To Heal the Sick
Our readings this Sunday present us with suffering that is brought on by human weakness, frailty and sickness. Jesus has been sent by the Father to lead us into an abundant life. Sickness and illness are obstacles to this abundant life and stand in the way of Jesus’ mission to reveal the tender mercy of God and preach the good news of salvation. Wherever Jesus encounters sickness he immediately begins healing, to restore people to freedom and wholeness and to reunite them with the community and with their loved ones.
When we are sick we often are isolated from others and begin to feel alone and abandoned. The little things that we were able to do so easily in the past now become a struggle for us and it seems that we have been consigned to constant struggle in our lives. Life itself becomes a burden to us and it seems like we are never going to experience happiness again. Job reminds us of this condition of human weakness, sickness and suffering.
In our gospel we find all of the world of sickness and brokenness gathering at the door of Jesus’ home and he cures many of them and drives out the demons from those who are possessed. Liberation from sin and death begins with liberation from our human weaknesses and frailties and continues on in the sacraments of penance and reconciliation to heal the lacerations of the soul caused by sin. Jesus has been sent into the world to bring the healing of God’s love and to restore human persons to their dignity and the joy of communion.
Pope Benedict sent a message to the Church on the World Day of the Sick: “From a reading of the Gospels it emerges clearly that Jesus always showed special concern for sick people. He not only sent out his disciples to tend their wounds (cf. Mt 10:8; Lk 9:2; 10:9) but also instituted for them a specific sacrament: the Anointing of the Sick. The Letter of James attests to the presence of this sacramental act already in the first Christian community (cf. 5:14-16): by the Anointing of the Sick, accompanied by the prayer of the elders, the whole of the Church commends the sick to the suffering and glorified Lord so that he may alleviate their sufferings and save them; indeed she exhorts them to unite themselves spiritually to the passion and death of Christ so as to contribute thereby to the good of the People of God.

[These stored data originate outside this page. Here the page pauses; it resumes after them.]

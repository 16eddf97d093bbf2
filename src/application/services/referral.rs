//! Referral codes and conversions

use chrono::Utc;
use sea_orm::{ActiveModelTrait, ColumnTrait, DatabaseConnection, EntityTrait, QueryFilter, QueryOrder, Set};
use serde::Serialize;
use tracing::info;

use super::{load_user, new_id};
use crate::domain::referral::{generate_code, ReferralStatus, REFERRAL_CODE_LEN};
use crate::infrastructure::database::entities::{referral, referral_code};
use crate::shared::errors::{DomainError, DomainResult};

const CODE_ATTEMPTS: usize = 5;

#[derive(Debug, Clone, Serialize)]
pub struct ReferralStats {
    pub code: String,
    pub total: usize,
    pub pending: usize,
    pub converted: usize,
    pub reward_cents: i64,
    pub referrals: Vec<referral::Model>,
}

pub struct ReferralService {
    db: DatabaseConnection,
    reward_cents: i64,
}

impl ReferralService {
    pub fn new(db: DatabaseConnection, reward_cents: i64) -> Self {
        Self { db, reward_cents }
    }

    pub async fn get_or_create_code(&self, user_id: &str) -> DomainResult<referral_code::Model> {
        if let Some(existing) = referral_code::Entity::find_by_id(user_id.to_string()).one(&self.db).await? {
            return Ok(existing);
        }
        load_user(&self.db, user_id).await?;

        for _ in 0..CODE_ATTEMPTS {
            let code = generate_code(&mut rand::thread_rng(), REFERRAL_CODE_LEN);
            let clash = referral_code::Entity::find()
                .filter(referral_code::Column::Code.eq(code.as_str()))
                .one(&self.db)
                .await?;
            if clash.is_some() {
                continue;
            }
            let created = referral_code::ActiveModel {
                user_id: Set(user_id.to_string()),
                code: Set(code),
                created_at: Set(Utc::now()),
            }
            .insert(&self.db)
            .await?;
            info!(user_id, code = %created.code, "Referral code created");
            return Ok(created);
        }
        Err(DomainError::Conflict("Could not allocate a unique referral code".into()))
    }

    /// Link a newly registered user to the owner of `code`.
    pub async fn register_referral(&self, code: &str, referred_id: &str) -> DomainResult<referral::Model> {
        let code = code.trim().to_uppercase();
        let owner = referral_code::Entity::find()
            .filter(referral_code::Column::Code.eq(code.as_str()))
            .one(&self.db)
            .await?
            .ok_or(DomainError::NotFound {
                entity: "Referral code",
                field: "code",
                value: code.clone(),
            })?;
        if owner.user_id == referred_id {
            return Err(DomainError::validation("You cannot refer yourself"));
        }
        let already = referral::Entity::find()
            .filter(referral::Column::ReferredId.eq(referred_id))
            .one(&self.db)
            .await?;
        if already.is_some() {
            return Err(DomainError::Conflict("User was already referred".into()));
        }

        let created = referral::ActiveModel {
            id: Set(new_id()),
            referrer_id: Set(owner.user_id),
            referred_id: Set(referred_id.to_string()),
            code: Set(code),
            status: Set(ReferralStatus::Pending),
            reward_cents: Set(0),
            created_at: Set(Utc::now()),
            converted_at: Set(None),
        }
        .insert(&self.db)
        .await?;
        info!(referral_id = %created.id, referrer_id = %created.referrer_id, referred_id, "Referral registered");
        Ok(created)
    }

    /// The first enrollment of a referred user converts the referral.
    pub async fn convert_on_enrollment(&self, student_id: &str) -> DomainResult<Option<referral::Model>> {
        let pending = referral::Entity::find()
            .filter(referral::Column::ReferredId.eq(student_id))
            .filter(referral::Column::Status.eq(ReferralStatus::Pending))
            .one(&self.db)
            .await?;
        let Some(pending) = pending else {
            return Ok(None);
        };
        let mut active: referral::ActiveModel = pending.into();
        active.status = Set(ReferralStatus::Converted);
        active.reward_cents = Set(self.reward_cents);
        active.converted_at = Set(Some(Utc::now()));
        let converted = active.update(&self.db).await?;
        info!(
            referral_id = %converted.id,
            referrer_id = %converted.referrer_id,
            reward_cents = converted.reward_cents,
            "Referral converted"
        );
        Ok(Some(converted))
    }

    pub async fn stats(&self, user_id: &str) -> DomainResult<ReferralStats> {
        let code = self.get_or_create_code(user_id).await?;
        let referrals = referral::Entity::find()
            .filter(referral::Column::ReferrerId.eq(user_id))
            .order_by_desc(referral::Column::CreatedAt)
            .all(&self.db)
            .await?;
        let converted = referrals.iter().filter(|r| r.status == ReferralStatus::Converted).count();
        Ok(ReferralStats {
            code: code.code,
            total: referrals.len(),
            pending: referrals.len() - converted,
            converted,
            reward_cents: referrals.iter().map(|r| r.reward_cents).sum(),
            referrals,
        })
    }
}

This sacrament leads us to contemplate the double mystery of the Mount of Olives, where Jesus found himself dramatically confronted by the path indicated to him by the Father, that of his Passion, the supreme act of love; and he accepted it. In that hour of tribulation, he is the mediator, “bearing in himself, taking upon himself the sufferings and passion of the world, transforming it into a cry to God, bringing it before the eyes and into the hands of God and thus truly bringing it to the moment of redemption”. But “the Garden of Olives is also the place from which he ascended to the Father, and is therefore the place of redemption … This double mystery of the Mount of Olives is also always ‘at work’ within the Church’s sacramental oil … the sign of God’s goodness reaching out to touch us”.
In the Anointing of the Sick, the sacramental matter of the oil is offered to us, so to speak, “as God’s medicine … which now assures us of his goodness, offering us strength and consolation, yet at the same time points beyond the moment of the illness towards the definitive healing, the resurrection (cf. Jas 5:14)”… As regards the “sacraments of healing”, Saint Augustine affirms: “God heals all your infirmities. Do not be afraid, therefore, all your infirmities will be healed … You must only allow him to cure you and you must not reject his hands”. These are precious instruments of God’s grace which help a sick person to conform himself or herself ever more fully to the mystery of the death and resurrection of Christ…To Mary, Mother of Mercy and Health of the Sick, we raise our trusting gaze and our prayer; may her maternal compassion, manifested as she stood beside her dying Son on the Cross, accompany and sustain the faith and the hope of every sick and suffering person on the journey of healing for the wounds of body and spirit!”